- [PROBLEM TO SOLVE]: Only the closing portion of the entries is to be reproduced: the line containing "for edge in" through the very last line, exactly as written.

- [Stored items]:
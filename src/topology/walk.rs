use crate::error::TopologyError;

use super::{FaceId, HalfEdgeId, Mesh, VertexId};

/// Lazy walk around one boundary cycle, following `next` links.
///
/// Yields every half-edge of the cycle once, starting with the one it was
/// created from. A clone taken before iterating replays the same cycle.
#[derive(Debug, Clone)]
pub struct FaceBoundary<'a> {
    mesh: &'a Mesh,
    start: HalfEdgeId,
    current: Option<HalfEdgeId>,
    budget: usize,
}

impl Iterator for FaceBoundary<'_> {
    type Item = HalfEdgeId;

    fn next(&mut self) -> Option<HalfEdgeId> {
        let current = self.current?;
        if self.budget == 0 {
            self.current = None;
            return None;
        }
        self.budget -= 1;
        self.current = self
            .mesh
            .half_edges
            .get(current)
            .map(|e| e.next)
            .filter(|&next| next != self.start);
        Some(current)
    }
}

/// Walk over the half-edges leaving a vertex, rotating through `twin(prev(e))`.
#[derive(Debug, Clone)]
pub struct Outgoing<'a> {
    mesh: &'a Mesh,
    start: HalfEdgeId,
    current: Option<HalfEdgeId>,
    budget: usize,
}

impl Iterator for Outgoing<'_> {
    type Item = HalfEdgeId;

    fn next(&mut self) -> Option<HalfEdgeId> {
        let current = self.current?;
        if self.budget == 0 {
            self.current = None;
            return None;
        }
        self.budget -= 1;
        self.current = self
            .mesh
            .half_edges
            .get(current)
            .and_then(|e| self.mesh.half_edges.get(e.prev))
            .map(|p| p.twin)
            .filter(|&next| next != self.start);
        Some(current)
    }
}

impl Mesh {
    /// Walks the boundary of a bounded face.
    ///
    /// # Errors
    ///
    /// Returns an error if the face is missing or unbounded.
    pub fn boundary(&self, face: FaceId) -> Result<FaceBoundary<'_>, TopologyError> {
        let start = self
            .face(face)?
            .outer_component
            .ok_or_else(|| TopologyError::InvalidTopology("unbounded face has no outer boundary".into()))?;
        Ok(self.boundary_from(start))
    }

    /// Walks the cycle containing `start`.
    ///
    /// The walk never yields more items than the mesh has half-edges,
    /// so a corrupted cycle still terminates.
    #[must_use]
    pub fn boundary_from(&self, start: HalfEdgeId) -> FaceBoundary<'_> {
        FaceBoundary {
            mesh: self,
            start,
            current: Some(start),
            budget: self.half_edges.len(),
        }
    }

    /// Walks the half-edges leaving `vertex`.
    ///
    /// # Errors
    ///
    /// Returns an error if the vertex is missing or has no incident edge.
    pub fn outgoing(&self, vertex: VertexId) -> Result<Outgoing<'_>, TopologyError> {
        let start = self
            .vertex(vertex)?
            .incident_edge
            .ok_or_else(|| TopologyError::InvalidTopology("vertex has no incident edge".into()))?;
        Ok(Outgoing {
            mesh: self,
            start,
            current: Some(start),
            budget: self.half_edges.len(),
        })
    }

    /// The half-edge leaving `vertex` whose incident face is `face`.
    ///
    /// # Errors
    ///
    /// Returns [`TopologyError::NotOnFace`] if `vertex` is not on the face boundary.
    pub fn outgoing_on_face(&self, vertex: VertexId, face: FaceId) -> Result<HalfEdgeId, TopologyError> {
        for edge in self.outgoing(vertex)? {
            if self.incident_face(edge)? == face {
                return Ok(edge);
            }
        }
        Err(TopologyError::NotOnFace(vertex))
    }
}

- [REPLY]:
        for edge in self.outgoing(vertex)? {
            if self.incident_face(edge)? == face {
                return Ok(edge);
            }
        }
        Err(TopologyError::NotOnFace(vertex))
    }
}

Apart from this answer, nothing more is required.